Wielki Post wieńczy Triduum Paschalne, a w nim Noc Zmartwychwstania Pańskiego. Wielkanoc to najstarsze święto w Kościele, obchodzone już w czasach apostolskich. Symbolicznym tego wyrazem jest świętowanie niedzieli jako "Dies Dominica" czyli Dnia Pańskiego. Na tym dniu opiera się cała filozofia wiary, nadająca życiu ludzkiemu wymiar transcendentny. Dopiero Zmartwychwstanie Jezusa Chrystusa, prawdziwego Boga i prawdziwego Człowieka, przywołuje nadzieję, że i my wraz z Jezusem Chrystusem zmartwychwstaniemy.

Wielkanoc jest świętem ruchomym, obchodzonym w pierwszą niedzielę po wiosennej pełni księżyca i jest główną uroczystością (świętem) roku liturgicznego. W Polsce Wielkanoc rozpoczyna uroczysta rezurekcja odprawiana bądź wieczorem w Wielką Sobotę, bądź w niedzielny poranek, połączona z procesją "cum Sanctissimo" (z Najświętszym Sakramentem) z Grobu wyjętym.

Święto Zmartwychwstania Pańskiego podobnie, jak wszystkie inne uroczystości Kościoła, poruszało serca ludzkie do twórczości. Jednym z najpopularniejszych utworów muzycznych inspirowanych świętem Zmartwychwstania Pańskiego jest "Alleluja" z oratorium "Mesjasza" Jerzego Fr. Haendla (1685-1759). Podczas jednego z pierwszych wykonań tego dzieła, obecny król, po usłyszeniu początkowych taktów "Alleluja" powstał, a za nim cała sala. Zwyczaj ten utrzymał się w Anglii do dziś.
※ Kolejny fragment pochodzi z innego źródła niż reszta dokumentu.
use crate::context::ParserContext;
use crate::schedule::common::{
    cell_text, descendant_tags, is_results_table, normalize_text, tables,
};
use crate::types::CourseRecord;
use std::collections::HashMap;
use tl::{HTMLTag, Parser, VDom};

pub type CreditMap = HashMap<String, f64>;

#[derive(Debug, Clone, Copy, Default)]
struct CreditColumns {
    credit: Option<usize>,
    number: Option<usize>,
    name: Option<usize>,
}

impl CreditColumns {
    fn qualifies(&self) -> bool {
        self.credit.is_some() && (self.number.is_some() || self.name.is_some())
    }
}

/// `course number → credit`, from a results table when one exists, otherwise
/// from five-cell rows found anywhere in the markup.
pub fn extract_credits(html: &str, dom: &VDom, context: &ParserContext) -> CreditMap {
    let mut credits = credits_from_tables(dom, context);
    if credits.is_empty() {
        credits = credits_from_markup(html, context);
    }
    tracing::info!("[Schedule] Found {} course credits", credits.len());
    credits
}

fn credits_from_tables(dom: &VDom, context: &ParserContext) -> CreditMap {
    let parser = dom.parser();
    let keywords = &context.config.header_keywords;
    let mut credits = CreditMap::new();

    for table in tables(dom, is_results_table) {
        let headers = descendant_tags(table, parser, "th");
        let mut columns = CreditColumns::default();
        for (index, header) in headers.iter().enumerate() {
            let text = cell_text(header, parser);
            if keywords.is_credit(&text) {
                columns.credit = Some(index);
            }
            if keywords.is_course_number(&text) {
                columns.number = Some(index);
            }
            if keywords.is_course_name(&text) {
                columns.name = Some(index);
            }
        }
        if !columns.qualifies() {
            continue;
        }
        let (Some(credit_index), Some(number_index)) = (columns.credit, columns.number) else {
            tracing::debug!("[Schedule] Credit table has no course number column");
            continue;
        };

        for row in descendant_tags(table, parser, "tr") {
            let cells = descendant_tags(row, parser, "td");
            if cells.len() <= credit_index.max(number_index) {
                continue;
            }
            let number = course_number_from_cell(cells[number_index], parser, context);
            if number.is_empty() {
                continue;
            }
            let credit_text = cell_text(cells[credit_index], parser);
            match parse_credit(&credit_text) {
                Some(credit) => {
                    tracing::debug!("[Schedule] Credit {} for {}", credit, number);
                    credits.insert(number, credit);
                }
                None => {
                    tracing::debug!(
                        "[Schedule] Ignoring credit {:?} for {}",
                        credit_text,
                        number
                    );
                }
            }
        }
    }

    credits
}

/// Finite, non-negative credit values only.
fn parse_credit(text: &str) -> Option<f64> {
    text.trim()
        .parse::<f64>()
        .ok()
        .filter(|credit| credit.is_finite() && *credit >= 0.0)
}

fn course_number_from_cell(cell: &HTMLTag, parser: &Parser, context: &ParserContext) -> String {
    let text = cell_text(cell, parser);
    if let Some(found) = context.patterns.course_number.find(&text) {
        return found.as_str().to_string();
    }
    match descendant_tags(cell, parser, "a").first() {
        Some(link) => cell_text(link, parser),
        None => text,
    }
}

fn credits_from_markup(html: &str, context: &ParserContext) -> CreditMap {
    let mut credits = CreditMap::new();
    for captures in context.patterns.credit_row.captures_iter(html) {
        let number_cell = normalize_text(&captures[5]);
        let Some(number) = context.patterns.course_number.find(&number_cell) else {
            continue;
        };
        if let Some(credit) = parse_credit(&captures[4]) {
            credits.insert(number.as_str().to_string(), credit);
        }
    }
    credits
}

/// Sets `credit` on every record whose number has a known credit.
pub fn attach_credits(records: &mut [CourseRecord], credits: &CreditMap) {
    for record in records.iter_mut() {
        if record.number.is_empty() {
            continue;
        }
        if let Some(&credit) = credits.get(&record.number) {
            record.credit = Some(credit);
        }
    }
}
Najstarszą polską pieśnią wielkanocną jest "Chrystus zmartwychwstał jest". Równocześnie jest to najstarszy zapisany w języku polskim utwór poetycki, zamieszczony w graduale katedry w Płocku z 1365 r. Tę pieśń śpiewano na przemian z łacińskim tekstem sekwencji wielkanocnej podczas procesji rezurekcyjnej.

"Chrystus Zmartwychwstał jest@ - Nam na przykład dan jest,@ iż mamy zmartwychpowstać@ - z Panem Bogiem królować - Alleluja!@"
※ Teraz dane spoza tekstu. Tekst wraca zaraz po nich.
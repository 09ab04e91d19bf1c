use crate::config::PeriodLabelStyle;
use crate::types::CourseRecord;
use std::collections::BTreeSet;

/// A maximal run of consecutive 0-based period indices.
#[derive(Debug, Clone, Copy, PartialEq, Eq)]
pub struct PeriodRun {
    pub first: u32,
    pub last: u32,
}

impl PeriodRun {
    pub fn periods(&self) -> impl Iterator<Item = u32> {
        self.first..=self.last
    }

    /// 1-based label: `4` for a single period, `4-5` for a run.
    pub fn label(&self) -> String {
        if self.first == self.last {
            format!("{}", self.first + 1)
        } else {
            format!("{}-{}", self.first + 1, self.last + 1)
        }
    }
}

pub fn group_consecutive(periods: &BTreeSet<u32>) -> Vec<PeriodRun> {
    let mut runs: Vec<PeriodRun> = Vec::new();
    for &period in periods {
        match runs.last_mut() {
            Some(run) if run.last + 1 == period => run.last = period,
            _ => runs.push(PeriodRun {
                first: period,
                last: period,
            }),
        }
    }
    runs
}

/// Run labels joined by the style's separator, without prefix or suffix.
pub fn format_runs(runs: &[PeriodRun], separator: &str) -> String {
    runs.iter()
        .map(PeriodRun::label)
        .collect::<Vec<_>>()
        .join(separator)
}

pub fn render_label(periods: &BTreeSet<u32>, style: &PeriodLabelStyle) -> String {
    let runs = group_consecutive(periods);
    if runs.is_empty() {
        return String::new();
    }
    format!(
        "{}{}{}",
        style.prefix,
        format_runs(&runs, &style.separator),
        style.suffix
    )
}

/// Fills `start_period`, `end_period` and `formatted_periods` on every record.
pub fn apply_period_display(records: &mut [CourseRecord], style: &PeriodLabelStyle) {
    for record in records.iter_mut() {
        match (record.periods.first(), record.periods.last()) {
            (Some(&first), Some(&last)) => {
                record.start_period = first + 1;
                record.end_period = last + 1;
                record.formatted_periods = render_label(&record.periods, style);
                tracing::debug!(
                    "[Schedule] {} (day {}): periods {:?} -> {}",
                    record.name,
                    record.day_of_week,
                    record.periods,
                    record.formatted_periods
                );
            }
            _ => {
                record.start_period = 0;
                record.end_period = 0;
                record.formatted_periods = String::new();
                tracing::warn!("[Schedule] {} has no period information", record.name);
            }
        }
    }
}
Dziś bodaj najpopularniejszą pieśnią wielkanocną jest "Wesoły nam dzień dziś nastał", pieśń z XVII wieku nieznanego autora, złożona z siedemnastu zwrotek trzywersowych. Melodię autor tekstu zaczerpnął z innej pieśni z XVI wieku.

Jan Lechoń (1899-1956 - brat Zygmunta Serafinowicza z Lasek) w swoim wierszu "Wielkanoc" ukazuje nam Chrystusa Zmartwychwstałego z chorągiewką w ręku i łowicką dziewczynę, która ujrzawszy Pana, upadła na kolana i krzyknęła: "Chryste! Bije głową o ziemię z serdeczną rozpaczą,@ a Chrystus się pochylił nad klęczącym ciałem@ i rzeknie: Powiedz ludziom, niech więcej nie płaczą,@ dwa dni leżałem w grobie. I dziś zmartwychwstałem@".
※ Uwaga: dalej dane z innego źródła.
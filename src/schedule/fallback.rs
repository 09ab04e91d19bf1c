use crate::context::ParserContext;
use crate::schedule::reconcile::merge_or_add;
use crate::schedule::script::{find_relaxed_statements, records_from_statements};
use crate::schedule::table::{scan_cells, CellSelection};
use crate::types::CourseRecord;
use tl::VDom;

/// Last-resort scan for pages where neither the script statements nor the
/// row-span grid produced anything.
pub fn scan_fallback(
    html: &str,
    dom: &VDom,
    periods_per_day: u32,
    context: &ParserContext,
) -> Vec<CourseRecord> {
    let statements = find_relaxed_statements(html, context);
    let mut found = records_from_statements(&statements, context);
    tracing::info!(
        "[Schedule] Fallback found {} relaxed activity records",
        found.len()
    );

    if found.is_empty() {
        found = scan_cells(dom, periods_per_day, CellSelection::Highlighted, context);
        tracing::info!(
            "[Schedule] Fallback found {} highlighted cells",
            found.len()
        );
    }

    let trace = context.config.trace_merges;
    let mut records = Vec::new();
    for record in found {
        merge_or_add(&mut records, record, trace);
    }
    records
}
Oby ta prawda o Zmartwychwstałym Panu dotarła dziś i do tych, którzy wątpią, którzy czują się zapomniani i odrzuceni... Kiedy wydaje nam się, że mrok nieodwracalnie zapanował nad światem, pamiętajmy, że po Wielkim

Piątku, zawsze nadchodzi Niedziela Wielkanocna.